CenterPoint’s January resiliency plan had a $5.75 billion price tag. A settlement cut the ask to $3.2 billion, and the Public Utility Commission of Texas trimmed further on Thursday.
The Public Utility Commission of Texas on Thursday approved a slimmed-down version of CenterPoint Energy’s system resiliency plan, ultimately approving about $2.7 billion for strategic hardening investments over the next three years.
Texas lawmakers in 2023 required electric utilities to submit resiliency plans to improve grid reliability. Oncor Electric’s $3 billion plan was the first to be approved, in November, and Entergy’s $137 million plan was approved in January.
CenterPoint’s original resiliency plan, filed in January, came in with a price tag of $5.75 billion. A June settlement cut the ask to $3.2 billion, and at the PUCT open meeting last week more was removed by commissioners.
Commissioner Courtney Hjaltman said she wanted to “remove a few measures that … seem more about replacing materials that have come to the end of their useful life,” and make changes to how the cost of some vegetation management is recovered.
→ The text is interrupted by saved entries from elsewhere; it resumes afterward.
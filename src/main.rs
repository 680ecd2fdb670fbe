use anyhow::Result;

mod app;
mod logging;

#[tokio::main]
async fn main() -> Result<()> {
    let args = export_mover::cli::parse();
    app::run(args).await
}
//! Mapping of run failures onto HTTP responses.

use axum::Json;
use axum::http::{HeaderMap, HeaderValue, StatusCode};
use axum::response::{IntoResponse, Response};
use tracing::error;

use super::dto::{ExportResponse, UNKNOWN_CATEGORY};
use super::router::REQUEST_ID_HEADER;
use crate::category::Category;
use crate::errors::ExportError;

/// Error response carrying the usual export payload.
#[derive(Debug)]
pub struct ApiError {
    status: StatusCode,
    body: ExportResponse,
    correlation_id: Option<String>,
}

impl ApiError {
    /// Route segment did not name a category.
    pub fn unknown_category(message: impl Into<String>) -> Self {
        Self {
            status: StatusCode::NOT_FOUND,
            body: ExportResponse::system_failure(UNKNOWN_CATEGORY, message),
            correlation_id: None,
        }
    }

    /// 500 carrying the shared failure payload.
    pub fn from_export(category: Category, err: ExportError) -> Self {
        error!(kind = err.kind(), error = %err, "export request failed");
        Self {
            status: StatusCode::INTERNAL_SERVER_ERROR,
            body: ExportResponse::from_export_error(category, &err),
            correlation_id: None,
        }
    }

    pub fn with_correlation_id(mut self, id: impl Into<String>) -> Self {
        self.correlation_id = Some(id.into());
        self
    }

    pub fn status(&self) -> StatusCode {
        self.status
    }

    pub fn body(&self) -> &ExportResponse {
        &self.body
    }
}

impl IntoResponse for ApiError {
    fn into_response(self) -> Response {
        let mut headers = HeaderMap::new();
        if let Some(v) = self
            .correlation_id
            .as_deref()
            .and_then(|id| HeaderValue::from_str(id).ok())
        {
            headers.insert(REQUEST_ID_HEADER.clone(), v);
        }
        (self.status, headers, Json(self.body)).into_response()
    }
}
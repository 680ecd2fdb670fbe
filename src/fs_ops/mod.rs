//! Filesystem operations: staging discovery and publish relocation.

mod atomic;
mod copy;
mod discovery;
mod helpers;
mod relocate;
mod util;

pub use discovery::list_by_prefix;
pub use relocate::move_all;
Hjaltman filed a memo on Wednesday discussing her proposed reductions to the plan. She raised concerns about the level of detail in CenterPoint’s vegetation management plan and how the costs to transition from a five-year to a three-year tree-trimming cycle would be recovered. She said the utility’s proposal looked more like an “augment” to its base vegetation management budget and that “the lack of verifiable details for the individual programs leaves us unable to sufficiently distinguish the resiliency investment.”